Tally the lines below that contain the word "kind", and give only that number.

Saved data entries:
..........
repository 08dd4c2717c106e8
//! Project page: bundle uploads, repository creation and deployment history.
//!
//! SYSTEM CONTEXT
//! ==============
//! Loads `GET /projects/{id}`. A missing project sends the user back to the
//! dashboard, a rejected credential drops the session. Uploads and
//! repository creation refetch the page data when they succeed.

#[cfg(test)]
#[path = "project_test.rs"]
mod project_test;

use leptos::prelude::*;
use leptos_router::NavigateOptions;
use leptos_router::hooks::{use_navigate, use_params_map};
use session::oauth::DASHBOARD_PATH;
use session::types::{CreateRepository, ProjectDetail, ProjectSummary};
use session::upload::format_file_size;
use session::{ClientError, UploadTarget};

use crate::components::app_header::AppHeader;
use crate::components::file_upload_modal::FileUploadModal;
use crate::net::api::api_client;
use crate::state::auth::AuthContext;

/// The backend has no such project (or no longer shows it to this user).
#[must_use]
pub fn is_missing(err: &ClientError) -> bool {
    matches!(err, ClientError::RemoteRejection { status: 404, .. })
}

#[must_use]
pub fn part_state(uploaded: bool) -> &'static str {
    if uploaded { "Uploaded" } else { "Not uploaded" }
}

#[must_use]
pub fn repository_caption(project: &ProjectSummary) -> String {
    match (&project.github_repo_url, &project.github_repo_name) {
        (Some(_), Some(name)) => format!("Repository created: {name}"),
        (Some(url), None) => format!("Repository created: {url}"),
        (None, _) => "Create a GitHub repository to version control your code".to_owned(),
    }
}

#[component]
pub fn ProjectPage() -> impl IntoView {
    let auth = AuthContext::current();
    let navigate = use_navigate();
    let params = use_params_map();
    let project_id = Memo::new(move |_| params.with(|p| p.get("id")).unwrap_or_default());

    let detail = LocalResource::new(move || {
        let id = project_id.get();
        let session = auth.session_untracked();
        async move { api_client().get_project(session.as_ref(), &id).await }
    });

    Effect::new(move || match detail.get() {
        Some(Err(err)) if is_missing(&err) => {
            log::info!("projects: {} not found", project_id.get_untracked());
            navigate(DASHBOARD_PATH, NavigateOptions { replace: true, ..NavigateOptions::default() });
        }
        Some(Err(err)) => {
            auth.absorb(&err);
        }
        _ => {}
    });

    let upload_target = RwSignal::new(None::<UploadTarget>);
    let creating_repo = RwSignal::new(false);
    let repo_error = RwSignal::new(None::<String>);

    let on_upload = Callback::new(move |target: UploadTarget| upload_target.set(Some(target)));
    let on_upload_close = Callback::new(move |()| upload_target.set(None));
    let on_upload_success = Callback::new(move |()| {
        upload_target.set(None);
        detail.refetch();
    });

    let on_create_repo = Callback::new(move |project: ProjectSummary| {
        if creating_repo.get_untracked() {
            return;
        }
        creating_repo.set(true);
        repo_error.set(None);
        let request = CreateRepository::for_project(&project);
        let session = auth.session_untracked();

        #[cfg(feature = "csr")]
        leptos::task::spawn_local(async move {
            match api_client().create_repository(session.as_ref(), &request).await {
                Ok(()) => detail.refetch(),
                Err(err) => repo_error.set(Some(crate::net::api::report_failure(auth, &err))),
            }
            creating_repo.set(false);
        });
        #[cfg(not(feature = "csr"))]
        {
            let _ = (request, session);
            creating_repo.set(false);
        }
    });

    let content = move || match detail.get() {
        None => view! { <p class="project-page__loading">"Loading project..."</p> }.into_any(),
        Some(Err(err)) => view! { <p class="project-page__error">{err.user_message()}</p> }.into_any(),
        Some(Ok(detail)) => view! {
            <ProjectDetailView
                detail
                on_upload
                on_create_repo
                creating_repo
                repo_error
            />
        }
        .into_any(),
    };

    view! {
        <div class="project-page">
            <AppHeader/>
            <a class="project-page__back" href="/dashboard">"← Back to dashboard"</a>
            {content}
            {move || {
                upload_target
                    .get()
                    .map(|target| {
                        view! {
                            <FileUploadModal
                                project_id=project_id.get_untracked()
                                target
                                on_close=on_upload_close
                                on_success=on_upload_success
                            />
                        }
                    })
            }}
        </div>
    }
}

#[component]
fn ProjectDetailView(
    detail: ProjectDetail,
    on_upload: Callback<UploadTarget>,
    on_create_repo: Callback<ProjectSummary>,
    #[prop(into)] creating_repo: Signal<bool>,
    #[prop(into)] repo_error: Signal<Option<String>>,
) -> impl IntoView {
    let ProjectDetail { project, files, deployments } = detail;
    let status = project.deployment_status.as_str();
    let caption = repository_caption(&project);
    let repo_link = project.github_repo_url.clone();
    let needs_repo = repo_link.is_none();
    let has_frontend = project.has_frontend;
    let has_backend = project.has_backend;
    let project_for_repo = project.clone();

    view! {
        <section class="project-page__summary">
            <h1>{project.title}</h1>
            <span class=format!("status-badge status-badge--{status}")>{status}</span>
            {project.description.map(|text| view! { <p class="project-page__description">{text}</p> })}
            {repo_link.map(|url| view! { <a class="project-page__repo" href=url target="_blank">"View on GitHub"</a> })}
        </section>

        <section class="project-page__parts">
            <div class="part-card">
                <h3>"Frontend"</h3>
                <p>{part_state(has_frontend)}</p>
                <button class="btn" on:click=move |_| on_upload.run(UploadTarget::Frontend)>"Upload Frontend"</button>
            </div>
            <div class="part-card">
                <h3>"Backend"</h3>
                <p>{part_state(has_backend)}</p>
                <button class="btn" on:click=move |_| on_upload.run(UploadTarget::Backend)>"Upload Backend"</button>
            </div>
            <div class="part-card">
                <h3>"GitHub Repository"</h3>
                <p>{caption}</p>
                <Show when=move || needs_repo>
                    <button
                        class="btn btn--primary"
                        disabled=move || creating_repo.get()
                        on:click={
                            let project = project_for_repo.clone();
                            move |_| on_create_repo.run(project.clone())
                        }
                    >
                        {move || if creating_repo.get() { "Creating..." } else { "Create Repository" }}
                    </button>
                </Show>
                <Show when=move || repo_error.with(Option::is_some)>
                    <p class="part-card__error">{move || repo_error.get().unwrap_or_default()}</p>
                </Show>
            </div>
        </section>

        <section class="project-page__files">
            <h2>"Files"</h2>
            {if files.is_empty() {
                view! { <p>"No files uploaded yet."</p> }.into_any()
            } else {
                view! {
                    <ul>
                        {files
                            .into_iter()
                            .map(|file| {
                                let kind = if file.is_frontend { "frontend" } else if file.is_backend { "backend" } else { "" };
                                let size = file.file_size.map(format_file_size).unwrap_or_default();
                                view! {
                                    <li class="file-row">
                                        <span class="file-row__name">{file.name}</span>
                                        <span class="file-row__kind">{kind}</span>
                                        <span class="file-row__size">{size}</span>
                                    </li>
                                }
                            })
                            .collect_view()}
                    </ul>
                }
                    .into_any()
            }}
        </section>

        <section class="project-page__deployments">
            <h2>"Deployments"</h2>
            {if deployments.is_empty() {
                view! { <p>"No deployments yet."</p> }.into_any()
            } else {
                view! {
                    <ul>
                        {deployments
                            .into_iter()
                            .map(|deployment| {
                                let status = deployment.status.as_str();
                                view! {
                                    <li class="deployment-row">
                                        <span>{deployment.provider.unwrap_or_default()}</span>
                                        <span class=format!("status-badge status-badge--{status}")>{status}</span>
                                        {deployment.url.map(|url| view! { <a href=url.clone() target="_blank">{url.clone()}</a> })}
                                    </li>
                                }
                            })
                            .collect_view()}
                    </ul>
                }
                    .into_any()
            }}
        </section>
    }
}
..........
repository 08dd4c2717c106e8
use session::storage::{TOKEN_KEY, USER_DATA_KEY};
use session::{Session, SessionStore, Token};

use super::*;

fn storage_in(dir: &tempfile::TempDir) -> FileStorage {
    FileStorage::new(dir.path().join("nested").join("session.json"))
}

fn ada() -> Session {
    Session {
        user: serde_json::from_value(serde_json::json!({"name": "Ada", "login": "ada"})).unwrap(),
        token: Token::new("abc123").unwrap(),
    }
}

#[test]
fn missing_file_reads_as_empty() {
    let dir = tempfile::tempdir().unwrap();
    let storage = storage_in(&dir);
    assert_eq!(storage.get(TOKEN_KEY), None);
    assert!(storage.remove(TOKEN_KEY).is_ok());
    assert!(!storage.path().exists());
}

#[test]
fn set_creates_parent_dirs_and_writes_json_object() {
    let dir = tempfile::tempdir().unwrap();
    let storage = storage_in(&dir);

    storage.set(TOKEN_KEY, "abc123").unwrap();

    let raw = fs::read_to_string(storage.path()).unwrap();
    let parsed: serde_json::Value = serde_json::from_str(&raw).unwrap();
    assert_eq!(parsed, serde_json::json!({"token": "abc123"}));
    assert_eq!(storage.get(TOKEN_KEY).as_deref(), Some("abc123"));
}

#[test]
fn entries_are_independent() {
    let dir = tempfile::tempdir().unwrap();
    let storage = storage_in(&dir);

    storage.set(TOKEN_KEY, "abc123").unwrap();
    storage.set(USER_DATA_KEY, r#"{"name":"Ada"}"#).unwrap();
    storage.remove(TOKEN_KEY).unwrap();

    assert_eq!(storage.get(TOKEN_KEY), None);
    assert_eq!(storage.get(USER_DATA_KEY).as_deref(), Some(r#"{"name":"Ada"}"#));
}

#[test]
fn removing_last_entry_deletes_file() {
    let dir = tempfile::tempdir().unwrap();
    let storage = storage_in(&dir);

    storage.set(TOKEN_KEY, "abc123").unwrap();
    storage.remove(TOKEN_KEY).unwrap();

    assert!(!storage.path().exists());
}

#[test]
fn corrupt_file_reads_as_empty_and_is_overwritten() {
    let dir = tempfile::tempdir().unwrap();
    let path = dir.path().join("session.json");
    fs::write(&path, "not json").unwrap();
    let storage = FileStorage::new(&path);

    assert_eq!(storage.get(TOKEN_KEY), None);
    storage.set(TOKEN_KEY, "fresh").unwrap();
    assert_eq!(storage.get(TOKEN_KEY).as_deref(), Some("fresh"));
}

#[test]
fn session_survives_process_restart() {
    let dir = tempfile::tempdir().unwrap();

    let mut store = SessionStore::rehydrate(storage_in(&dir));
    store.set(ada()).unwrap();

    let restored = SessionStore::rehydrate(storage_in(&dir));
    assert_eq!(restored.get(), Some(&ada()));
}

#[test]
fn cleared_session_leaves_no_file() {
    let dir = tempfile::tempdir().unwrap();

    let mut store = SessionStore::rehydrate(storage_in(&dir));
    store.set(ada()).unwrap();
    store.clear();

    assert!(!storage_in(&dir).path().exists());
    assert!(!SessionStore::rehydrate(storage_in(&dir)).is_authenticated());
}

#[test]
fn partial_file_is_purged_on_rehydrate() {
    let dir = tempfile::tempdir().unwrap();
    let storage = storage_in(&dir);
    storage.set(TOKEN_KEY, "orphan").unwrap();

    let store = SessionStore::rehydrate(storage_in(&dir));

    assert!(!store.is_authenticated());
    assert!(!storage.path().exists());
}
..........
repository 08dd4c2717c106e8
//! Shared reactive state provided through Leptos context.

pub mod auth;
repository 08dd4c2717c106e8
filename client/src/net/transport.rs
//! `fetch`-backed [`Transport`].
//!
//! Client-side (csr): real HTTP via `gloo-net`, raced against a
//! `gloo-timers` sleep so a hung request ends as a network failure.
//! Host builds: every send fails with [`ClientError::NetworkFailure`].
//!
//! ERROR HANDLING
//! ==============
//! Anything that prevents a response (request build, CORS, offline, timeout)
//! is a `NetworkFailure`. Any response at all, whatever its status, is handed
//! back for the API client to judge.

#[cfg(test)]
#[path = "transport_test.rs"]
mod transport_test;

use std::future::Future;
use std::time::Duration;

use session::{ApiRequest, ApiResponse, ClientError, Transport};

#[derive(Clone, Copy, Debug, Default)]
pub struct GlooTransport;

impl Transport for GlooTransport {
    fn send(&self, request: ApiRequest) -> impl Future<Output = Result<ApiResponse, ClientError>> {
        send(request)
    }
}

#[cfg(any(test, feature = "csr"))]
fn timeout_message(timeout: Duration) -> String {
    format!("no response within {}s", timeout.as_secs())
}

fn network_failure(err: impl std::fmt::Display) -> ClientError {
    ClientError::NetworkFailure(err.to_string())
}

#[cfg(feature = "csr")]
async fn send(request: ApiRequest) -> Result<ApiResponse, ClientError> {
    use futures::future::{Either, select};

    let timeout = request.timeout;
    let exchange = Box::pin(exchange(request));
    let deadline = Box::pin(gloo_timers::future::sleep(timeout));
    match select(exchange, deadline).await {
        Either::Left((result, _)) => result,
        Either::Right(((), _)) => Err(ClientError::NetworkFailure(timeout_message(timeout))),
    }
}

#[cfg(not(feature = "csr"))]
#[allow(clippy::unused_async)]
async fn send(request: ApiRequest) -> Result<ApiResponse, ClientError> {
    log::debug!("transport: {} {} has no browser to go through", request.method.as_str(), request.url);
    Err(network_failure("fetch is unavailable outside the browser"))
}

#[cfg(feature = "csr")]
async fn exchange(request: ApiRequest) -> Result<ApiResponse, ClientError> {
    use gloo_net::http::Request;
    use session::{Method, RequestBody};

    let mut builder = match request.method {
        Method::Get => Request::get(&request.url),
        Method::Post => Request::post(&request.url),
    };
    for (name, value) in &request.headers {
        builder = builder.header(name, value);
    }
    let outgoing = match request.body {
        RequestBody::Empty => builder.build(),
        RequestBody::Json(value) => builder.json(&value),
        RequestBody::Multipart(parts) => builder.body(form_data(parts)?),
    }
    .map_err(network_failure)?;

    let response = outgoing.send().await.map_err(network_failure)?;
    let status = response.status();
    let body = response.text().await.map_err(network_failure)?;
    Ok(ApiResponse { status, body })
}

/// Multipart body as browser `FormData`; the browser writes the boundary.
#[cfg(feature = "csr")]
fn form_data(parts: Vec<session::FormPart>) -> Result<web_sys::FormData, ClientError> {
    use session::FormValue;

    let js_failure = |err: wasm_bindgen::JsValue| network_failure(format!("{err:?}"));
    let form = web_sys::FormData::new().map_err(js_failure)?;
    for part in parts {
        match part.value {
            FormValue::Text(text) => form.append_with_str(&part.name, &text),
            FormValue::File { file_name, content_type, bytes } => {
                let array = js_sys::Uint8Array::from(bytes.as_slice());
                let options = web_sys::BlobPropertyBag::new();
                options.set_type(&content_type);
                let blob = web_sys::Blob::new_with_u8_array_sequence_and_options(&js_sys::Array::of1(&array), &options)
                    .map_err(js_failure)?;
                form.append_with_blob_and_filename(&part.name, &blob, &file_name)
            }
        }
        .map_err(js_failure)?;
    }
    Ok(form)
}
..........
:: OUTPUT ::
2